__WORK TASK__
While reading through the material below, copy each line that holds the word "entente".

__DATASET EXCERPTS__
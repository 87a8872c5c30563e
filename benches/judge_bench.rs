use criterion::{black_box, criterion_group, criterion_main, Criterion};

use std::sync::Arc;

use entente::board::{variant, Order, PhaseKind, PowerId, Topology};
use entente::convoy::ConvoyRouter;
use entente::game::{possible_orders, Game, GameState};
use entente::judge::Resolver;
use entente::parse::parse_order;

/// A conventional Spring 1901 opening: every unit moves.
const SPRING_OPENING: &[(&str, &str)] = &[
    ("Austria", "A vie - gal"),
    ("Austria", "A bud - ser"),
    ("Austria", "F tri - alb"),
    ("England", "F lon - nth"),
    ("England", "F edi - nrg"),
    ("England", "A lvp - yor"),
    ("France", "F bre - mao"),
    ("France", "A par - bur"),
    ("France", "A mar - pie"),
    ("Germany", "F kie - den"),
    ("Germany", "A ber - kie"),
    ("Germany", "A mun - ruh"),
    ("Italy", "F nap - ion"),
    ("Italy", "A rom - apu"),
    ("Italy", "A ven - tri"),
    ("Russia", "F stp/sc - bot"),
    ("Russia", "A mos - ukr"),
    ("Russia", "A war - gal"),
    ("Russia", "F sev - bla"),
    ("Turkey", "F ank - bla"),
    ("Turkey", "A con - bul"),
    ("Turkey", "A smy - con"),
];

fn topo() -> Topology {
    Topology::load(&variant::standard()).expect("standard map loads")
}

fn opening_orders(t: &Topology) -> Vec<(PowerId, Order)> {
    SPRING_OPENING
        .iter()
        .map(|(who, text)| {
            (
                t.find_power(who).expect("known power"),
                parse_order(t, PhaseKind::Movement, text).expect("order parses"),
            )
        })
        .collect()
}

fn bench_resolve_holds(c: &mut Criterion) {
    let t = topo();
    let state = GameState::opening(&t);
    c.bench_function("resolve_22_holds", |b| {
        let mut resolver = Resolver::new();
        let mut router = ConvoyRouter::new();
        b.iter(|| resolver.resolve(black_box(&t), &mut router, black_box(&state.units), &[]))
    });
}

fn bench_resolve_spring_opening(c: &mut Criterion) {
    let t = topo();
    let state = GameState::opening(&t);
    let orders = opening_orders(&t);
    c.bench_function("resolve_22_spring_moves", |b| {
        let mut resolver = Resolver::new();
        let mut router = ConvoyRouter::new();
        b.iter(|| {
            resolver.resolve(
                black_box(&t),
                &mut router,
                black_box(&state.units),
                black_box(&orders),
            )
        })
    });
}

fn bench_parse_spring_orders(c: &mut Criterion) {
    let t = topo();
    c.bench_function("parse_22_spring_orders", |b| {
        b.iter(|| {
            for (_, text) in SPRING_OPENING {
                let _ = parse_order(black_box(&t), PhaseKind::Movement, black_box(text));
            }
        })
    });
}

fn bench_legal_menu_all_powers(c: &mut Criterion) {
    let t = topo();
    let state = GameState::opening(&t);
    c.bench_function("legal_menu_all_powers", |b| {
        let mut router = ConvoyRouter::new();
        b.iter(|| {
            for pw in t.power_ids() {
                let _ = possible_orders(black_box(&t), black_box(&state), &mut router, pw);
            }
        })
    });
}

fn bench_quiet_year(c: &mut Criterion) {
    let t = Arc::new(topo());
    c.bench_function("quiet_year_three_phases", |b| {
        b.iter(|| {
            let mut g = Game::new(t.clone());
            g.process_phase().expect("spring");
            g.process_phase().expect("fall");
            g.process_phase().expect("winter");
            g.is_over()
        })
    });
}

fn bench_snapshot(c: &mut Criterion) {
    let g = Game::new(Arc::new(topo()));
    c.bench_function("game_snapshot", |b| b.iter(|| black_box(&g).snapshot()));
}

criterion_group!(
    benches,
    bench_resolve_holds,
    bench_resolve_spring_opening,
    bench_parse_spring_orders,
    bench_legal_menu_all_powers,
    bench_quiet_year,
    bench_snapshot,
);
criterion_main!(benches);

__REPLY TO THE EXERCISE__
use entente::board::{variant, Order, PhaseKind, PowerId, Topology};
use entente::convoy::ConvoyRouter;
use entente::game::{possible_orders, Game, GameState};
use entente::judge::Resolver;
use entente::parse::parse_order;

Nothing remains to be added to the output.